**Task instructions**
In the records that follow, show each line where the word "provider" is present.

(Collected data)
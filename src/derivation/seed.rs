//! Seed derivation from a currency identifier and secret material

use super::DerivationError;
use crate::crypto::sha256;
use std::fmt;
use zeroize::Zeroize;

/// Domain tag prefixed to every seed hash input
pub const SEED_DOMAIN_TAG: &[u8] = b"gpg-deterministic-seed-v2";

const SEPARATOR: &[u8] = &[0x00];

/// 32-byte generation seed. Wiped on drop, never printed.
#[derive(Clone, PartialEq, Eq)]
pub struct Seed([u8; 32]);

impl Seed {
    pub fn as_bytes(&self) -> &[u8; 32] {
        &self.0
    }
}

impl fmt::Debug for Seed {
    fn fmt(&self, f: &mut fmt::Formatter<'_>) -> fmt::Result {
        write!(f, "Seed(<redacted>)")
    }
}

impl Drop for Seed {
    fn drop(&mut self) {
        self.0.zeroize();
    }
}

/// Hash `tag | 0x00 | currency | 0x00 | secret_hex` into a seed.
/// The currency only separates domains; the secret is taken as text.
pub fn derive_seed(currency: &str, secret_hex: &str) -> Seed {
    Seed(sha256(&[
        SEED_DOMAIN_TAG,
        SEPARATOR,
        currency.as_bytes(),
        SEPARATOR,
        secret_hex.as_bytes(),
    ]))
}

/// Reject secret material that is not a non-empty, even-length hex string
pub fn validate_secret_hex(secret_hex: &str) -> Result<(), DerivationError> {
    if secret_hex.is_empty() {
        return Err(DerivationError::InvalidSecret("secret material is empty".into()));
    }

    hex::decode(secret_hex)
        .map(|mut bytes| bytes.zeroize())
        .map_err(|e| DerivationError::InvalidSecret(e.to_string()))
}
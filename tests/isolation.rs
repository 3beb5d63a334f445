use deterministic_keygen::ambient::{self, rng::fill_random, AmbientRng};
use deterministic_keygen::derivation::DerivationError;
use deterministic_keygen::engine::{
    BundledEngine, EngineError, GeneratedKeyPair, KeyEngine, KeyRequest,
};
use deterministic_keygen::{DeriverConfig, KeyDeriver};
use rand::RngCore;
use std::collections::HashSet;
use std::sync::atomic::{AtomicBool, Ordering};
use std::sync::Arc;
use std::time::Duration;
use tracing_subscriber::EnvFilter;

fn init_tracing() {
    let _ = tracing_subscriber::fmt()
        .with_env_filter(EnvFilter::from_default_env())
        .with_test_writer()
        .try_init();
}

/// Draws more bytes than the buffer holds, through the fallible API
struct GreedyEngine;

impl KeyEngine for GreedyEngine {
    fn generate_key_pair(&self, _request: &KeyRequest) -> Result<GeneratedKeyPair, EngineError> {
        let mut bytes = vec![0u8; 4096];
        fill_random(&mut bytes).map_err(|e| EngineError::Randomness(e.to_string()))?;
        Err(EngineError::Internal("unreachable".into()))
    }

    fn read_fingerprint(&self, _public_key: &str) -> Result<String, EngineError> {
        Err(EngineError::Internal("unused".into()))
    }
}

/// Draws more bytes than the buffer holds through `RngCore`, which panics
struct PanickingEngine;

impl KeyEngine for PanickingEngine {
    fn generate_key_pair(&self, _request: &KeyRequest) -> Result<GeneratedKeyPair, EngineError> {
        let mut bytes = vec![0u8; 4096];
        AmbientRng.fill_bytes(&mut bytes);
        Err(EngineError::Internal("unreachable".into()))
    }

    fn read_fingerprint(&self, _public_key: &str) -> Result<String, EngineError> {
        Err(EngineError::Internal("unused".into()))
    }
}

struct FailingEngine;

impl KeyEngine for FailingEngine {
    fn generate_key_pair(&self, _request: &KeyRequest) -> Result<GeneratedKeyPair, EngineError> {
        Err(EngineError::Internal("engine refused".into()))
    }

    fn read_fingerprint(&self, _public_key: &str) -> Result<String, EngineError> {
        Err(EngineError::Internal("unused".into()))
    }
}

struct SlowEngine;

impl KeyEngine for SlowEngine {
    fn generate_key_pair(&self, request: &KeyRequest) -> Result<GeneratedKeyPair, EngineError> {
        std::thread::sleep(Duration::from_millis(300));
        BundledEngine::new().generate_key_pair(request)
    }

    fn read_fingerprint(&self, public_key: &str) -> Result<String, EngineError> {
        BundledEngine::new().read_fingerprint(public_key)
    }
}

/// Outlives the timeout, then keeps pulling from the ambient source
struct LateDrawingEngine;

impl KeyEngine for LateDrawingEngine {
    fn generate_key_pair(&self, _request: &KeyRequest) -> Result<GeneratedKeyPair, EngineError> {
        std::thread::sleep(Duration::from_millis(400));
        for _ in 0..64 {
            let mut bytes = [0u8; 32];
            fill_random(&mut bytes).map_err(|e| EngineError::Randomness(e.to_string()))?;
        }
        Err(EngineError::Internal("abandoned".into()))
    }

    fn read_fingerprint(&self, _public_key: &str) -> Result<String, EngineError> {
        Err(EngineError::Internal("unused".into()))
    }
}

fn small_buffer() -> DeriverConfig {
    DeriverConfig {
        pregenerate_bytes: 64,
        ..DeriverConfig::default()
    }
}

async fn assert_sources_are_real() {
    let _gate = ambient::lock_gate().await;
    assert!(!ambient::is_active());

    let mut a = [0u8; 32];
    let mut b = [0u8; 32];
    fill_random(&mut a).unwrap();
    fill_random(&mut b).unwrap();
    assert_ne!(a, b);
}

#[tokio::test]
async fn exhaustion_is_reported() {
    init_tracing();

    let deriver = KeyDeriver::new(small_buffer())
        .unwrap()
        .with_engine_factory(|| Box::new(GreedyEngine));
    let err = deriver.generate("BTC", &"aa".repeat(32)).await.unwrap_err();

    assert_eq!(
        err,
        DerivationError::BufferExhausted {
            requested: 4096,
            remaining: 64
        }
    );
    assert_sources_are_real().await;
}

#[tokio::test]
async fn exhaustion_through_rng_panic_is_reported() {
    init_tracing();

    let deriver = KeyDeriver::new(small_buffer())
        .unwrap()
        .with_engine_factory(|| Box::new(PanickingEngine));
    let err = deriver.generate("BTC", &"aa".repeat(32)).await.unwrap_err();

    assert!(matches!(err, DerivationError::BufferExhausted { .. }));
    assert_sources_are_real().await;
}

#[tokio::test]
async fn engine_errors_pass_through() {
    init_tracing();

    let deriver = KeyDeriver::new(DeriverConfig::default())
        .unwrap()
        .with_engine_factory(|| Box::new(FailingEngine));
    let err = deriver.generate("BTC", &"aa".repeat(32)).await.unwrap_err();

    assert_eq!(
        err,
        DerivationError::ExternalEngine(EngineError::Internal("engine refused".into()))
    );
    assert_sources_are_real().await;
}

#[tokio::test]
async fn timeout_releases_override() {
    init_tracing();

    let config = DeriverConfig {
        timeout_ms: 50,
        ..DeriverConfig::default()
    };
    let slow = KeyDeriver::new(config)
        .unwrap()
        .with_engine_factory(|| Box::new(SlowEngine));

    let err = slow.generate("BTC", &"aa".repeat(32)).await.unwrap_err();
    assert_eq!(err, DerivationError::Timeout { after_ms: 50 });
    assert!(!ambient::is_active());

    // The next call waits for the abandoned engine and is unaffected by it
    let material = KeyDeriver::new(DeriverConfig::default())
        .unwrap()
        .generate("BTC", &"aa".repeat(32))
        .await
        .unwrap();
    assert_eq!(material.fingerprint, "6444 2100 315A 97EA 1EFC 44A1 9F62 F671 CF6C CDCD");

    assert_sources_are_real().await;
}

#[tokio::test]
async fn engine_is_built_inside_the_window() {
    init_tracing();

    let saw_override = Arc::new(AtomicBool::new(false));
    let flag = saw_override.clone();

    let deriver = KeyDeriver::new(DeriverConfig::default())
        .unwrap()
        .with_engine_factory(move || {
            flag.store(ambient::is_active(), Ordering::SeqCst);
            Box::new(BundledEngine::new())
        });
    deriver.generate("DOGE", &"01".repeat(32)).await.unwrap();

    assert!(saw_override.load(Ordering::SeqCst));
    assert_sources_are_real().await;
}

#[tokio::test(flavor = "multi_thread", worker_threads = 4)]
async fn concurrent_calls_do_not_interleave() {
    init_tracing();

    let deriver = KeyDeriver::new(DeriverConfig::default()).unwrap();
    let secrets: Vec<String> = (0..8u8).map(|i| format!("{:02x}", i + 0x10).repeat(32)).collect();

    let mut expected = Vec::new();
    for secret in &secrets {
        expected.push(deriver.generate("BTC", secret).await.unwrap());
    }

    let handles: Vec<_> = secrets
        .iter()
        .cloned()
        .map(|secret| {
            let deriver = deriver.clone();
            tokio::spawn(async move { deriver.generate("BTC", &secret).await })
        })
        .collect();

    let mut fingerprints = HashSet::new();
    for (handle, expected) in handles.into_iter().zip(expected.iter()) {
        let material = handle.await.unwrap().unwrap();
        assert_eq!(&material, expected);
        fingerprints.insert(material.fingerprint.clone());
    }

    assert_eq!(fingerprints.len(), secrets.len());
    assert_sources_are_real().await;
}

#[test]
fn abandoned_engine_cannot_drain_a_later_window() {
    init_tracing();

    let secret = "bb".repeat(32);
    let expected = tokio_test::block_on(deterministic_keygen::generate("ETH", &secret)).unwrap();

    // Time out, then tear the runtime down while the engine is still asleep
    let first = std::thread::spawn(|| {
        let runtime = tokio::runtime::Runtime::new().unwrap();
        let config = DeriverConfig {
            timeout_ms: 50,
            ..DeriverConfig::default()
        };
        let deriver = KeyDeriver::new(config)
            .unwrap()
            .with_engine_factory(|| Box::new(LateDrawingEngine));
        let err = runtime
            .block_on(deriver.generate("BTC", &"aa".repeat(32)))
            .unwrap_err();
        runtime.shutdown_background();
        err
    })
    .join()
    .unwrap();
    assert_eq!(first, DerivationError::Timeout { after_ms: 50 });

    let runtime = tokio::runtime::Runtime::new().unwrap();
    let again = runtime
        .block_on(deterministic_keygen::generate("ETH", &secret))
        .unwrap();
    assert_eq!(again, expected);

    runtime.block_on(assert_sources_are_real());
}

#[tokio::test]
async fn engine_panics_are_engine_errors() {
    init_tracing();

    struct ExplodingEngine;

    impl KeyEngine for ExplodingEngine {
        fn generate_key_pair(&self, _request: &KeyRequest) -> Result<GeneratedKeyPair, EngineError> {
            panic!("engine blew up");
        }

        fn read_fingerprint(&self, _public_key: &str) -> Result<String, EngineError> {
            Err(EngineError::Internal("unused".into()))
        }
    }

    let deriver = KeyDeriver::new(DeriverConfig::default())
        .unwrap()
        .with_engine_factory(|| Box::new(ExplodingEngine));
    let err = deriver.generate("BTC", &"aa".repeat(32)).await.unwrap_err();

    assert_eq!(
        err,
        DerivationError::ExternalEngine(EngineError::Internal(
            "key engine panicked: engine blew up".into()
        ))
    );
    assert_sources_are_real().await;
}
//! Cryptography Module - hashing primitives and the deterministic byte generator
//!
//! Everything here is pure: no wall clock, no ambient randomness. The
//! generator expands a 32-byte seed into a reproducible counter-mode stream.

pub mod dbg;

pub use dbg::DeterministicByteGenerator;

use hmac::{Hmac, Mac};
use serde::{Deserialize, Serialize};
use sha2::{Digest, Sha256};
use thiserror::Error;

/// Size of a seed and of one generator block
pub const BLOCK_SIZE: usize = 32;

/// Blocks addressable by the 32-bit counter
pub const MAX_BLOCKS: u64 = 1 << 32;

/// Domain tag mixed into every generator block
pub const PRNG_DOMAIN_TAG: &[u8] = b"gpg-deterministic-prng-v2";

#[derive(Error, Debug, Clone, PartialEq, Eq)]
pub enum DbgError {
    #[error("Seed too short: got {len} bytes, need 32")]
    SeedTooShort { len: usize },

    #[error("Deterministic buffer exhausted: requested {requested} bytes, {remaining} remaining")]
    BufferExhausted { requested: usize, remaining: usize },

    #[error("Stream of {requested} bytes exceeds the counter range")]
    StreamTooLong { requested: usize },

    #[error("Stream already pre-generated")]
    AlreadyPregenerated,
}

/// How a single 32-byte block is computed from `(seed, counter)`
#[derive(Debug, Clone, Copy, PartialEq, Eq, Default, Serialize, Deserialize)]
pub enum BlockFunction {
    /// `SHA-256(SHA-256(seed || counter_be32 || tag))`
    #[default]
    DoubleSha256,

    /// `HMAC-SHA256(seed, counter_be32 || tag)`
    HmacSha256,
}

impl BlockFunction {
    /// Compute the block for `counter`
    pub fn block(&self, seed: &[u8; BLOCK_SIZE], counter: u32) -> [u8; BLOCK_SIZE] {
        match self {
            BlockFunction::DoubleSha256 => {
                let mut hasher = Sha256::new();
                hasher.update(seed);
                hasher.update(counter.to_be_bytes());
                hasher.update(PRNG_DOMAIN_TAG);
                double_finish(hasher)
            }
            BlockFunction::HmacSha256 => hmac_sha256(seed, &[&counter.to_be_bytes(), PRNG_DOMAIN_TAG]),
        }
    }
}

/// SHA-256 over the concatenation of `parts`
pub fn sha256(parts: &[&[u8]]) -> [u8; 32] {
    let mut hasher = Sha256::new();
    for part in parts {
        hasher.update(part);
    }
    hasher.finalize().into()
}

/// SHA-256 applied twice over the concatenation of `parts`
pub fn double_sha256(parts: &[&[u8]]) -> [u8; 32] {
    let mut hasher = Sha256::new();
    for part in parts {
        hasher.update(part);
    }
    double_finish(hasher)
}

fn double_finish(hasher: Sha256) -> [u8; 32] {
    let first = hasher.finalize();
    Sha256::digest(first).into()
}

/// HMAC-SHA256 keyed with `key` over the concatenation of `parts`
pub fn hmac_sha256(key: &[u8], parts: &[&[u8]]) -> [u8; 32] {
    // HMAC accepts keys of any length
    let mut mac = <Hmac<Sha256> as Mac>::new_from_slice(key)
        .unwrap_or_else(|_| unreachable!("HMAC-SHA256 takes keys of any length"));
    for part in parts {
        mac.update(part);
    }
    mac.finalize().into_bytes().into()
}
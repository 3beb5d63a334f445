//! Key material handed back to callers

use crate::engine::Algorithm;
use serde::{Deserialize, Serialize};
use std::fmt;
use zeroize::Zeroize;

/// Result of one deterministic generation
#[derive(Clone, PartialEq, Eq, Serialize, Deserialize)]
pub struct KeyMaterial {
    /// Armored public key block
    pub public_key: String,

    /// Armored private key block
    pub private_key: String,

    /// Uppercase hex fingerprint in 2-byte groups
    pub fingerprint: String,

    pub algorithm: Algorithm,

    /// Creation timestamp embedded in the key (Unix seconds)
    pub created_at: u64,
}

impl KeyMaterial {
    /// Detach into `(public_key, private_key, fingerprint)`
    pub fn into_parts(mut self) -> (String, String, String) {
        (
            std::mem::take(&mut self.public_key),
            std::mem::take(&mut self.private_key),
            std::mem::take(&mut self.fingerprint),
        )
    }

    /// Fingerprint without spaces
    pub fn fingerprint_compact(&self) -> String {
        self.fingerprint.split_whitespace().collect()
    }
}

impl fmt::Debug for KeyMaterial {
    fn fmt(&self, f: &mut fmt::Formatter<'_>) -> fmt::Result {
        f.debug_struct("KeyMaterial")
            .field("fingerprint", &self.fingerprint)
            .field("algorithm", &self.algorithm)
            .field("created_at", &self.created_at)
            .field("private_key", &"<redacted>")
            .finish_non_exhaustive()
    }
}

impl Drop for KeyMaterial {
    fn drop(&mut self) {
        self.private_key.zeroize();
    }
}
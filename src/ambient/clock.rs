//! Platform "now" primitive

use chrono::{DateTime, Utc};

/// Current time, or the fixed timestamp while an override is active
pub fn now() -> DateTime<Utc> {
    match super::fixed_timestamp() {
        Some(ts) => DateTime::from_timestamp(ts as i64, 0).unwrap_or(DateTime::<Utc>::UNIX_EPOCH),
        None => Utc::now(),
    }
}

/// [`now`] as Unix seconds
pub fn unix_now() -> u64 {
    match super::fixed_timestamp() {
        Some(ts) => ts,
        None => Utc::now().timestamp().max(0) as u64,
    }
}

#[cfg(test)]
mod tests {
    use super::*;
    use crate::ambient::{activate, blocking_lock_gate};
    use crate::crypto::DeterministicByteGenerator;

    #[test]
    fn test_clock_frozen_while_active() {
        let _gate = blocking_lock_gate();

        let dbg = DeterministicByteGenerator::new(&[0u8; 32]).unwrap();
        let guard = activate(dbg, 1_600_000_000).unwrap();

        assert_eq!(now().timestamp(), 1_600_000_000);
        assert_eq!(unix_now(), 1_600_000_000);

        drop(guard);
        assert!(now().timestamp() > 1_600_000_000);
    }
}
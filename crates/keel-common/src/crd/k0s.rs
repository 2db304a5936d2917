//! k0s resource types: the cluster config holding the Helm extension set and
//! the per-release Chart objects the k0s helm controller maintains.

use std::collections::BTreeMap;

use k8s_openapi::apimachinery::pkg::apis::meta::v1::ObjectMeta;
use schemars::JsonSchema;
use serde::{Deserialize, Serialize};

use crate::kube_utils::{sha256_hex, HasApiResource};

/// Name of the single k0s ClusterConfig object
pub const CLUSTER_CONFIG_NAME: &str = "k0s";
/// Prefix of installed chart objects
pub const CHART_OBJECT_PREFIX: &str = "k0s-addon-chart-";

/// Helm repository definition
#[derive(Clone, Debug, Default, Deserialize, Serialize, JsonSchema, PartialEq, Eq)]
#[serde(rename_all = "camelCase")]
pub struct Repository {
    /// Repository name
    pub name: String,
    /// Repository URL
    pub url: String,
    /// Whether TLS verification is skipped
    #[serde(default, skip_serializing_if = "Option::is_none")]
    pub insecure: Option<bool>,
}

/// One Helm chart in the k0s extension set
#[derive(Clone, Debug, Default, Deserialize, Serialize, JsonSchema, PartialEq, Eq)]
#[serde(rename_all = "camelCase")]
pub struct ChartSpec {
    /// Release name
    pub name: String,
    /// Chart reference (repo/name, oci:// URL or local archive path)
    pub chartname: String,
    /// Chart version
    #[serde(default)]
    pub version: String,
    /// Values as YAML text
    #[serde(default)]
    pub values: String,
    /// Target namespace
    #[serde(default, rename = "namespace")]
    pub target_ns: String,
    /// Helm operation timeout
    #[serde(default, skip_serializing_if = "Option::is_none")]
    pub timeout: Option<String>,
    /// Install order, lower first
    #[serde(default)]
    pub order: i32,
}

impl ChartSpec {
    /// Hash of the values text, as recorded in the installed chart status
    pub fn hash_values(&self) -> String {
        sha256_hex(&self.values)
    }
}

/// Helm extension set applied by k0s
#[derive(Clone, Debug, Default, Deserialize, Serialize, JsonSchema, PartialEq, Eq)]
#[serde(rename_all = "camelCase")]
pub struct HelmExtensions {
    /// How many charts k0s installs in parallel
    #[serde(default)]
    pub concurrency_level: i32,
    /// Chart repositories
    #[serde(default)]
    pub repositories: Vec<Repository>,
    /// Charts to install
    #[serde(default)]
    pub charts: Vec<ChartSpec>,
}

/// Extensions section of the cluster config
#[derive(Clone, Debug, Default, Deserialize, Serialize, PartialEq)]
#[serde(rename_all = "camelCase")]
pub struct ClusterExtensions {
    /// Helm extension set
    #[serde(default, skip_serializing_if = "Option::is_none")]
    pub helm: Option<HelmExtensions>,
    /// Other extension kinds, untouched
    #[serde(flatten)]
    pub other: BTreeMap<String, serde_json::Value>,
}

/// Network section of the cluster config
#[derive(Clone, Debug, Default, Deserialize, Serialize, PartialEq)]
#[serde(rename_all = "camelCase")]
pub struct ClusterNetwork {
    /// Pod CIDR
    #[serde(default, rename = "podCIDR")]
    pub pod_cidr: String,
    /// Service CIDR
    #[serde(default, rename = "serviceCIDR")]
    pub service_cidr: String,
    /// Other network settings, untouched
    #[serde(flatten)]
    pub other: BTreeMap<String, serde_json::Value>,
}

/// k0s ClusterConfig spec
#[derive(Clone, Debug, Default, Deserialize, Serialize, PartialEq)]
#[serde(rename_all = "camelCase")]
pub struct ClusterConfigSpec {
    /// Extensions (Helm charts)
    #[serde(default, skip_serializing_if = "Option::is_none")]
    pub extensions: Option<ClusterExtensions>,
    /// Network configuration
    #[serde(default, skip_serializing_if = "Option::is_none")]
    pub network: Option<ClusterNetwork>,
    /// Everything else, untouched
    #[serde(flatten)]
    pub other: BTreeMap<String, serde_json::Value>,
}

/// k0s ClusterConfig resource
#[derive(Clone, Debug, Default, Deserialize, Serialize, PartialEq)]
#[serde(rename_all = "camelCase")]
pub struct ClusterConfig {
    /// API version
    #[serde(default = "ClusterConfig::default_api_version")]
    pub api_version: String,
    /// Resource kind
    #[serde(default = "ClusterConfig::default_kind")]
    pub kind: String,
    /// Resource metadata
    #[serde(default)]
    pub metadata: ObjectMeta,
    /// Cluster configuration
    #[serde(default)]
    pub spec: ClusterConfigSpec,
}

impl HasApiResource for ClusterConfig {
    const API_VERSION: &'static str = "k0s.k0sproject.io/v1beta1";
    const KIND: &'static str = "ClusterConfig";
}

impl ClusterConfig {
    fn default_api_version() -> String {
        <Self as HasApiResource>::API_VERSION.to_string()
    }
    fn default_kind() -> String {
        <Self as HasApiResource>::KIND.to_string()
    }

    /// Parse the on-disk k0s config (YAML)
    pub fn from_yaml(data: &str) -> Result<Self, crate::Error> {
        serde_yaml::from_str(data)
            .map_err(|e| crate::Error::serialization_for_kind(Self::KIND, e.to_string()))
    }

    /// Currently applied Helm extension set, empty if none
    pub fn helm(&self) -> HelmExtensions {
        self.spec
            .extensions
            .as_ref()
            .and_then(|e| e.helm.clone())
            .unwrap_or_default()
    }

    /// Replace the Helm extension set, keeping every other field
    pub fn set_helm(&mut self, helm: HelmExtensions) {
        self.spec
            .extensions
            .get_or_insert_with(ClusterExtensions::default)
            .helm = Some(helm);
    }

    /// Pod and service CIDRs, empty strings when unset
    pub fn cidrs(&self) -> (String, String) {
        self.spec
            .network
            .as_ref()
            .map(|n| (n.pod_cidr.clone(), n.service_cidr.clone()))
            .unwrap_or_default()
    }
}

/// Installed chart spec as maintained by the k0s helm controller
#[derive(Clone, Debug, Default, Deserialize, Serialize, PartialEq)]
#[serde(rename_all = "camelCase")]
pub struct ChartObjectSpec {
    /// Chart reference
    #[serde(default)]
    pub chart_name: String,
    /// Release name
    #[serde(default)]
    pub release_name: String,
    /// Values as YAML text
    #[serde(default)]
    pub values: String,
    /// Chart version
    #[serde(default)]
    pub version: String,
    /// Target namespace
    #[serde(default)]
    pub namespace: String,
}

/// Installed chart status
#[derive(Clone, Debug, Default, Deserialize, Serialize, PartialEq)]
#[serde(rename_all = "camelCase")]
pub struct ChartObjectStatus {
    /// Installed release name
    #[serde(default)]
    pub release_name: String,
    /// Installed chart version
    #[serde(default)]
    pub version: String,
    /// Hash of the values last applied
    #[serde(default)]
    pub values_hash: String,
    /// Last Helm error, empty on success
    #[serde(default)]
    pub error: String,
}

/// k0s helm Chart resource (`k0s-addon-chart-<name>` in kube-system)
#[derive(Clone, Debug, Default, Deserialize, Serialize, PartialEq)]
#[serde(rename_all = "camelCase")]
pub struct Chart {
    /// API version
    #[serde(default = "Chart::default_api_version")]
    pub api_version: String,
    /// Resource kind
    #[serde(default = "Chart::default_kind")]
    pub kind: String,
    /// Resource metadata
    #[serde(default)]
    pub metadata: ObjectMeta,
    /// Desired release
    #[serde(default)]
    pub spec: ChartObjectSpec,
    /// Observed release
    #[serde(default, skip_serializing_if = "Option::is_none")]
    pub status: Option<ChartObjectStatus>,
}

impl HasApiResource for Chart {
    const API_VERSION: &'static str = "helm.k0sproject.io/v1beta1";
    const KIND: &'static str = "Chart";
}

impl Chart {
    fn default_api_version() -> String {
        <Self as HasApiResource>::API_VERSION.to_string()
    }
    fn default_kind() -> String {
        <Self as HasApiResource>::KIND.to_string()
    }

    /// Object name for a release name
    pub fn object_name(release: &str) -> String {
        format!("{}{}", CHART_OBJECT_PREFIX, release)
    }

    /// Object name, empty if unset
    pub fn name(&self) -> &str {
        self.metadata.name.as_deref().unwrap_or_default()
    }
}

#[cfg(test)]
mod tests {
    use super::*;

    const K0S_YAML: &str = r#"
apiVersion: k0s.k0sproject.io/v1beta1
kind: ClusterConfig
metadata:
  name: k0s
  namespace: kube-system
spec:
  api:
    port: 6443
  network:
    podCIDR: 10.244.0.0/16
    serviceCIDR: 10.96.0.0/12
    provider: calico
  extensions:
    storage:
      type: openebs_local_storage
    helm:
      concurrencyLevel: 1
      charts:
        - name: openebs
          chartname: openebs/openebs
          version: 4.0.1
          namespace: openebs
          order: 101
"#;

    #[test]
    fn test_parse_on_disk_config() {
        let cfg = ClusterConfig::from_yaml(K0S_YAML).unwrap();
        let (pod, svc) = cfg.cidrs();
        assert_eq!(pod, "10.244.0.0/16");
        assert_eq!(svc, "10.96.0.0/12");
        let helm = cfg.helm();
        assert_eq!(helm.charts.len(), 1);
        assert_eq!(helm.charts[0].target_ns, "openebs");
        assert_eq!(helm.charts[0].order, 101);
    }

    #[test]
    fn test_set_helm_preserves_other_fields() {
        let mut cfg = ClusterConfig::from_yaml(K0S_YAML).unwrap();
        cfg.set_helm(HelmExtensions::default());

        let json = serde_json::to_value(&cfg).unwrap();
        assert_eq!(json["spec"]["api"]["port"], 6443);
        assert_eq!(json["spec"]["network"]["provider"], "calico");
        assert_eq!(
            json["spec"]["extensions"]["storage"]["type"],
            "openebs_local_storage"
        );
        assert_eq!(json["spec"]["extensions"]["helm"]["charts"], serde_json::json!([]));
    }

    #[test]
    fn test_chart_object_name() {
        assert_eq!(Chart::object_name("openebs"), "k0s-addon-chart-openebs");
    }
}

**Solution to this exercise**
    provider: calico
        assert_eq!(json["spec"]["network"]["provider"], "calico");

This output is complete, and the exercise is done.